Les oreilles du stagiaire de l’Élysée, situé sur l’autre rive de la Seine, ont dû siffler quand ces paroles ont été prononcées, en présence de sa dame, qui fut auparavant son professeur…

François Sureau ne s’en est pas tenu à ces propos, qui n’ont pas provoqué, semble-t-il, le moindre frémissement dans l’assistance, que ce soit chez les immortels ou dans le public :

Non, je ne crois pas que ce disciple de Voltaire et de Hugo se réjouirait de l’état où nous sommes, chacun faisant appel au gouvernement, aux procureurs, aux sociétés de l’information pour interdire les opinions qui les blessent ; où chaque groupe se croit justifié de faire passer, chacun pour son compte, la nation au tourniquet des droits de créance ; où gouvernement et Parlement ensemble prétendent, comme si la France n’avait pas dépassé la minorité légale, en bannir toute haine, oubliant qu’il est des haines justes et que la République s’est fondée sur la haine des tyrans.
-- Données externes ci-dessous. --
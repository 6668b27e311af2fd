//! HTTP transport adapter built on `reqwest`.

use std::time::Duration;

use crate::domain::errors::{LoadError, LoadResult};
use crate::domain::ports::{HttpTransport, TransportResponse};

/// Transport backed by a shared `reqwest` client.
///
/// Timeouts are enforced here: the connect timeout covers the
/// connection/header phase, the read timeout covers the body.
#[derive(Debug, Clone)]
pub struct ReqwestTransport {
    client: reqwest::Client,
}

impl ReqwestTransport {
    /// Builds the transport with the given timeouts.
    ///
    /// # Errors
    /// Returns [`LoadError::Io`] when the underlying client cannot be
    /// constructed.
    pub fn new(header_timeout: Duration, read_timeout: Duration) -> LoadResult<Self> {
        let client = reqwest::Client::builder()
            .connect_timeout(header_timeout)
            .read_timeout(read_timeout)
            .build()
            .map_err(|err| LoadError::Io(format!("failed to create HTTP client: {err}")))?;
        Ok(Self { client })
    }
}

#[async_trait::async_trait]
impl HttpTransport for ReqwestTransport {
    async fn fetch(&self, url: &str) -> LoadResult<TransportResponse> {
        let response = self
            .client
            .get(url)
            .send()
            .await
            .map_err(|err| classify_request_error(&err))?;

        let status = response.status().as_u16();
        if let Some(err) = classify_status(status, url) {
            return Err(err);
        }

        let content_type = response
            .headers()
            .get(reqwest::header::CONTENT_TYPE)
            .and_then(|value| value.to_str().ok())
            .map(String::from);

        let bytes = response
            .bytes()
            .await
            .map_err(|err| classify_request_error(&err))?;

        Ok(TransportResponse { bytes, content_type })
    }
}

fn classify_request_error(err: &reqwest::Error) -> LoadError {
    if err.is_timeout() {
        LoadError::TransientIo(format!("request timed out: {err}"))
    } else if err.is_connect() {
        LoadError::TransientIo(format!("connection failed: {err}"))
    } else {
        LoadError::TransientIo(format!("request failed: {err}"))
    }
}

/// Maps an HTTP status onto the error taxonomy; `None` means success.
fn classify_status(status: u16, url: &str) -> Option<LoadError> {
    match status {
        200..=299 => None,
        404 | 410 => Some(LoadError::NotFound(url.to_string())),
        // Timeout-like client statuses stay retriable.
        408 | 429 => Some(LoadError::TransientIo(format!("HTTP {status}"))),
        400..=499 => Some(LoadError::PermanentHttp { status }),
        _ => Some(LoadError::TransientIo(format!("HTTP {status}"))),
    }
}
//! Results of resolving and downloading image data.

use std::path::PathBuf;

use bytes::Bytes;

/// Where a successfully loaded image came from.
#[derive(Debug, Clone, Copy, PartialEq, Eq)]
pub enum LoadingResult {
    /// Served from the in-memory LRU cache.
    MemoryCache,
    /// Served from the persistent disk cache.
    DiskCache,
    /// Downloaded from the network.
    Internet,
    /// Read from a local file.
    Disk,
    /// Read from the application bundle registry.
    Bundle,
    /// Read from a compiled-in embedded resource.
    Embedded,
    /// Read from a caller-supplied raw stream.
    Stream,
    /// Decoded from an inline data URL.
    DataUrl,
}

impl std::fmt::Display for LoadingResult {
    fn fmt(&self, f: &mut std::fmt::Formatter<'_>) -> std::fmt::Result {
        match self {
            Self::MemoryCache => write!(f, "memory"),
            Self::DiskCache => write!(f, "disk-cache"),
            Self::Internet => write!(f, "network"),
            Self::Disk => write!(f, "file"),
            Self::Bundle => write!(f, "bundle"),
            Self::Embedded => write!(f, "embedded"),
            Self::Stream => write!(f, "stream"),
            Self::DataUrl => write!(f, "data-url"),
        }
    }
}

/// Outcome of a [`DownloadCache`](crate::infrastructure::download::DownloadCache)
/// fetch: the payload plus where it was retrieved from.
#[derive(Debug, Clone)]
pub struct DownloadResult {
    /// The raw (undecoded) payload.
    pub bytes: Bytes,
    /// True when the payload was served from the disk cache rather than
    /// fetched over the network.
    pub retrieved_from_disk_cache: bool,
    /// The disk cache file backing the payload, when one exists.
    pub file_path: Option<PathBuf>,
}

impl DownloadResult {
    /// The [`LoadingResult`] this download corresponds to.
    #[must_use]
    pub const fn loading_result(&self) -> LoadingResult {
        if self.retrieved_from_disk_cache {
            LoadingResult::DiskCache
        } else {
            LoadingResult::Internet
        }
    }
}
La liberté, c’est être révolté, blessé, au moins surpris, par les opinions contraires.

Pour ce qui est de la République, il précise, après avoir [décrassé] ce terme qu’on emploie ces jours-ci à tout propos, au prix […] d’une grande confusion concernant les principes :

Gallo pour sa part ne l’a jamais vue comme cet étrange absolu qu’on nous présente parfois au mépris de toute vérité.[…] Aujourd’hui que la République nous appelle moins qu’elle ne nous sermonne au long d’interminables campagnes de propagande frappées de son sceau, il se serait inquiété je crois de notre docilité.

Comme si cela ne suffisait pas, le nouvel académicien enfonce le clou encore plus profond sans que Compagnie et public, sans doute saisis, n’émettent le moindre murmure :

Je ne crois pas que Gallo eût souscrit à cette substitution du lapin de garenne au citoyen libre que nous prépare cette formule imbécile, répétée à l’envi depuis vingt ans, que la sécurité est la première des libertés. À cette aune, pas de pays plus libre sans doute que le royaume de Staline ou celui de Mussolini. […] Et l’on s’en va répétant que les temps sont difficiles. Mais les temps, comme Max Gallo nous l’a rappelé pendant un demi-siècle, sont toujours difficiles pour ceux qui n’aiment pas la liberté.